Read the data from fatalities.xlsx into R (available on Dropbox):

https://www.dropbox.com/scl/fo/wh08w94b9qk609aua5ps0/ANQ_P8jCIJ1fNpBq7zJbaaI?rlkey=u8du27e2htisaev9csfwtph7s&st=4kseu4us&dl=0

You should clean variable names, remove rows containing missing values, and reformat the data to the long format with four columns:

accident_type, the first column in fatalities.xlsx,
industry, the names of the rest of the columns in fatalities.xlsx,
number_of_accidents, the entries in fatalities.xlsx
year, the sheet names in fatalities.xlsx

And then plot the number of accidents in the industries construction, manufacturing, and transportation_storage. with accident_type == "Total" by year coloured by the industry.

## ANSWER
get_one_year_of_accidents <- function(y) {
  read_excel("../Data/fatalities.xlsx", sheet = as.character(y)) %>%
    clean_names() %>%
    drop_na() %>%
    rename(accident_type = accident_type_industry_ssic2020) %>%
    pivot_longer(cols = -accident_type, 
               names_to = "industry", 
               values_to = "number_of_accidents") %>%
    mutate(year = y)
}

fat_2019 <- get_one_year_of_accidents(2019)
fat_2020 <- get_one_year_of_accidents(2020)
fat_2021 <- get_one_year_of_accidents(2021)
fat_2022 <- get_one_year_of_accidents(2022)
fat_2023 <- get_one_year_of_accidents(2023)
fat_2024 <- get_one_year_of_accidents(2024)

accident_data <- bind_rows(fat_2019, fat_2020,
                           fat_2021, fat_2022,
                           fat_2023, fat_2024)

accident_data %>%
  filter(accident_type == "Total") %>%
  filter(industry %in% c("construction", 
                         "manufacturing",
                         "transportation_storage")) %>%
  ggplot(aes(x = year, y = number_of_accidents, color = industry)) +
  geom_line()

Question 2

Read a dataset of your choice into R, clean names, remove empty columns, remove rows containing missing values if necessary, format numbers as numbers, and dates as dates.

Hypothesis Testing

Data

We will use the data on European stock markets available in base R. Originally, this is a time series:

EuStockMarkets %>% head()

## Time Series:
## Start = c(1991, 130) 
## End = c(1991, 135) 
## Frequency = 260 
##              DAX    SMI    CAC   FTSE
## 1991.496 1628.75 1678.1 1772.8 2443.6
## 1991.500 1613.63 1688.5 1750.5 2460.2
## 1991.504 1606.51 1678.6 1718.0 2448.2
## 1991.508 1621.04 1684.1 1708.1 2470.4
## 1991.512 1618.16 1686.6 1723.1 2484.7
## 1991.515 1610.61 1671.6 1714.3 2466.8

We will convert it to a data frame first:

# Extract numeric time and convert to Date
dates <- as.numeric(time(EuStockMarkets))

# Now build tibble
stocks_tbl <- EuStockMarkets %>%
  as_tibble() %>%
  mutate(date = dates) %>% 
  relocate(date)

head(stocks_tbl)

Question 3

Write a single chain of pipes to create a new data frame, stock_log_returns by going through the following steps

Reshape the data from wide to long.
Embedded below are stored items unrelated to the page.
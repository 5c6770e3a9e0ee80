//! Configuration types for the judge
//!
//! Every field has a default, so an empty file (or no file at all) yields a
//! working configuration. The per-language table is deliberately absent: it
//! is fixed in code.

use serde::{Deserialize, Serialize};
use std::path::PathBuf;
use std::time::Duration;

use crate::errors::JudgeError;
use crate::languages::DEFAULT_TIME_LIMIT_MS;
use crate::orchestrator::{ExecutionSettings, DEFAULT_OUTPUT_LIMIT};
use crate::session::manager::{DEFAULT_PIDS_LIMIT, SessionSettings};

#[derive(Debug, Clone, Serialize, Deserialize, PartialEq)]
pub struct JudgeConfig {
    #[serde(default)]
    pub server: ServerSection,
    #[serde(default)]
    pub execution: ExecutionSection,
    #[serde(default)]
    pub sessions: SessionSection,
    /// Directory holding `<problemId>.json` test sets for `submit`.
    #[serde(default = "default_problems_dir")]
    pub problems_dir: PathBuf,
}

impl Default for JudgeConfig {
    fn default() -> Self {
        Self {
            server: ServerSection::default(),
            execution: ExecutionSection::default(),
            sessions: SessionSection::default(),
            problems_dir: default_problems_dir(),
        }
    }
}

#[derive(Debug, Clone, Serialize, Deserialize, PartialEq)]
pub struct ServerSection {
    #[serde(default = "default_bind_addr")]
    pub bind_addr: String,
    #[serde(default = "default_true")]
    pub enable_cors: bool,
    #[serde(default = "default_body_limit")]
    pub body_limit_bytes: usize,
}

impl Default for ServerSection {
    fn default() -> Self {
        Self {
            bind_addr: default_bind_addr(),
            enable_cors: true,
            body_limit_bytes: default_body_limit(),
        }
    }
}

#[derive(Debug, Clone, Serialize, Deserialize, PartialEq)]
pub struct ExecutionSection {
    #[serde(default = "default_hard_timeout_ms")]
    pub hard_timeout_ms: u64,
    #[serde(default = "default_grace_ms")]
    pub grace_ms: u64,
    /// Captured bytes kept per output stream.
    #[serde(default = "default_output_limit")]
    pub output_limit_bytes: usize,
}

impl Default for ExecutionSection {
    fn default() -> Self {
        Self {
            hard_timeout_ms: default_hard_timeout_ms(),
            grace_ms: default_grace_ms(),
            output_limit_bytes: default_output_limit(),
        }
    }
}

#[derive(Debug, Clone, Serialize, Deserialize, PartialEq)]
pub struct SessionSection {
    #[serde(default = "default_idle_timeout_secs")]
    pub idle_timeout_secs: u64,
    #[serde(default = "default_reap_interval_secs")]
    pub reap_interval_secs: u64,
    /// Falls back to `<tmp>/judge-sessions`.
    #[serde(default)]
    pub workspace_root: Option<PathBuf>,
    #[serde(default = "default_pids_limit")]
    pub pids_limit: i64,
}

impl Default for SessionSection {
    fn default() -> Self {
        Self {
            idle_timeout_secs: default_idle_timeout_secs(),
            reap_interval_secs: default_reap_interval_secs(),
            workspace_root: None,
            pids_limit: default_pids_limit(),
        }
    }
}

fn default_problems_dir() -> PathBuf {
    PathBuf::from("problems")
}

fn default_bind_addr() -> String {
    "0.0.0.0:8080".to_string()
}

fn default_true() -> bool {
    true
}

fn default_body_limit() -> usize {
    1024 * 1024
}

fn default_hard_timeout_ms() -> u64 {
    DEFAULT_TIME_LIMIT_MS
}

fn default_grace_ms() -> u64 {
    1_000
}

fn default_output_limit() -> usize {
    DEFAULT_OUTPUT_LIMIT
}

fn default_idle_timeout_secs() -> u64 {
    600
}

fn default_reap_interval_secs() -> u64 {
    60
}

fn default_pids_limit() -> i64 {
    DEFAULT_PIDS_LIMIT
}

impl JudgeConfig {
    pub fn validate(&self) -> Result<(), JudgeError> {
        if self.server.bind_addr.trim().is_empty() {
            return Err(JudgeError::ConfigError("server.bind_addr cannot be empty".to_string()));
        }
        if self.server.body_limit_bytes == 0 {
            return Err(JudgeError::ConfigError(
                "server.body_limit_bytes must be greater than 0".to_string(),
            ));
        }
        if self.execution.hard_timeout_ms == 0 {
            return Err(JudgeError::ConfigError(
                "execution.hard_timeout_ms must be greater than 0".to_string(),
            ));
        }
        if self.execution.output_limit_bytes == 0 {
            return Err(JudgeError::ConfigError(
                "execution.output_limit_bytes must be greater than 0".to_string(),
            ));
        }
        if self.sessions.idle_timeout_secs == 0 {
            return Err(JudgeError::ConfigError(
                "sessions.idle_timeout_secs must be greater than 0".to_string(),
            ));
        }
        if self.sessions.reap_interval_secs == 0 {
            return Err(JudgeError::ConfigError(
                "sessions.reap_interval_secs must be greater than 0".to_string(),
            ));
        }
        if self.sessions.pids_limit <= 0 {
            return Err(JudgeError::ConfigError(
                "sessions.pids_limit must be greater than 0".to_string(),
            ));
        }
        Ok(())
    }

    pub fn execution_settings(&self) -> ExecutionSettings {
        ExecutionSettings {
            hard_timeout: Duration::from_millis(self.execution.hard_timeout_ms),
            grace: Duration::from_millis(self.execution.grace_ms),
            output_limit: self.execution.output_limit_bytes,
        }
    }

    pub fn session_settings(&self) -> SessionSettings {
        let defaults = SessionSettings::default();
        SessionSettings {
            idle_timeout: Duration::from_secs(self.sessions.idle_timeout_secs),
            workspace_root: self
                .sessions
                .workspace_root
                .clone()
                .unwrap_or(defaults.workspace_root),
            pids_limit: self.sessions.pids_limit,
        }
    }

    pub fn reap_interval(&self) -> Duration {
        Duration::from_secs(self.sessions.reap_interval_secs)
    }
}
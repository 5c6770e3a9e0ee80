//! Error types for the judge HTTP server.

use axum::http::StatusCode;
use axum::response::{IntoResponse, Json, Response};
use judge_core::JudgeError;
use serde_json::json;
use thiserror::Error;

/// Result type alias for server operations.
pub type Result<T> = std::result::Result<T, ServerError>;

/// Transport-level failures. An execution that ran and failed is not one of
/// these; it is a normal `ExecutionResult` with a non-Accepted verdict.
#[derive(Error, Debug)]
pub enum ServerError {
    /// Malformed body, missing field or bad identifier
    #[error("Invalid request: {0}")]
    InvalidRequest(String),

    #[error("Problem '{0}' not found")]
    ProblemNotFound(String),

    #[error("Session '{0}' not found")]
    SessionNotFound(String),

    /// JSON serialization/deserialization error
    #[error("JSON error: {0}")]
    Json(#[from] serde_json::Error),

    /// IO error
    #[error("IO error: {0}")]
    Io(#[from] std::io::Error),

    #[error("Judge error: {0}")]
    Judge(#[from] JudgeError),

    /// Server configuration error
    #[error("Configuration error: {0}")]
    Config(String),

    /// Internal server error
    #[error("Internal server error: {0}")]
    Internal(String),
}

impl ServerError {
    pub fn invalid_request(msg: impl Into<String>) -> Self {
        Self::InvalidRequest(msg.into())
    }

    pub fn config_error(msg: impl Into<String>) -> Self {
        Self::Config(msg.into())
    }

    pub fn internal(msg: impl Into<String>) -> Self {
        Self::Internal(msg.into())
    }
}

/// Convert ServerError to HTTP status code
impl ServerError {
    pub fn status_code(&self) -> u16 {
        match self {
            ServerError::InvalidRequest(_) | ServerError::Json(_) => 400,
            ServerError::ProblemNotFound(_) | ServerError::SessionNotFound(_) => 404,
            ServerError::Judge(e) if e.is_fatal() => 400,
            ServerError::Judge(_)
            | ServerError::Io(_)
            | ServerError::Config(_)
            | ServerError::Internal(_) => 500,
        }
    }

    pub fn error_type(&self) -> &'static str {
        match self {
            ServerError::InvalidRequest(_) => "invalid_request",
            ServerError::ProblemNotFound(_) => "problem_not_found",
            ServerError::SessionNotFound(_) => "session_not_found",
            ServerError::Json(_) => "json_error",
            ServerError::Io(_) => "io_error",
            ServerError::Judge(_) => "judge_error",
            ServerError::Config(_) => "config_error",
            ServerError::Internal(_) => "internal_error",
        }
    }
}

impl IntoResponse for ServerError {
    fn into_response(self) -> Response {
        let status =
            StatusCode::from_u16(self.status_code()).unwrap_or(StatusCode::INTERNAL_SERVER_ERROR);
        if status.is_server_error() {
            log::error!("Request failed: {}", self);
        } else {
            log::debug!("Request rejected: {}", self);
        }
        let body = json!({
            "error": self.to_string(),
            "type": self.error_type(),
            "timestamp": chrono::Utc::now(),
        });
        (status, Json(body)).into_response()
    }
}

#[cfg(test)]
mod tests {
    use super::*;

    #[test]
    fn test_status_codes() {
        assert_eq!(ServerError::invalid_request("x").status_code(), 400);
        assert_eq!(ServerError::ProblemNotFound("p".into()).status_code(), 404);
        assert_eq!(ServerError::internal("x").status_code(), 500);
        assert_eq!(
            ServerError::Judge(JudgeError::UnsupportedLanguage("cobol".into())).status_code(),
            400
        );
        assert_eq!(
            ServerError::Judge(JudgeError::IoError("disk".into())).status_code(),
            500
        );
    }
}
We will need three columns:

date - this is the original date in stocks_tbl,
index - column names in stocks_tbl
price - entries in stocks_tbl

For each index, compute log-returns, i.e., \[ \log\frac{\mbox{Price tomorrow}}{\mbox{Price today}} \] Note that you will need the functions lag() and lead() for this task.
Drop rows containing missing values

For sanity check, verify that all the stocks have the same number of observations and plot log-returns vs date with colours representing different indices.

## ANSWER
#
# We will first define the convenience function for computing log-returns:

compute_log_returns <- function(x) {
  log(lead(x)) - log(x)
} 

## Now there are two ways to solve the problem
#
# First Method - reshape, then compute log-returns
# Here, the original price will be preserved

stock_log_returns <- stocks_tbl %>%
  pivot_longer(cols = -date, 
               names_to = "index",
               values_to = "price") %>%
  group_by(index) %>%
  mutate(log_returns = compute_log_returns(price)) %>%
  drop_na() %>%
  ungroup()

# Second Method - first, compute log-returns, then reshape:
# Here, the original price will be dropped

stock_log_returns <- stocks_tbl %>%
  mutate(across(-date, compute_log_returns)) %>%
  pivot_longer(cols = -date, 
               names_to = "index",
               values_to = "log_returns") %>%
  drop_na()

stock_log_returns %>% count(index)
stock_log_returns %>%
  ggplot(aes(x = date, y = log_returns, color = index)) + geom_line()

Question 4

Here, we will apply \(t\)-test to test a few statistical hypotheses.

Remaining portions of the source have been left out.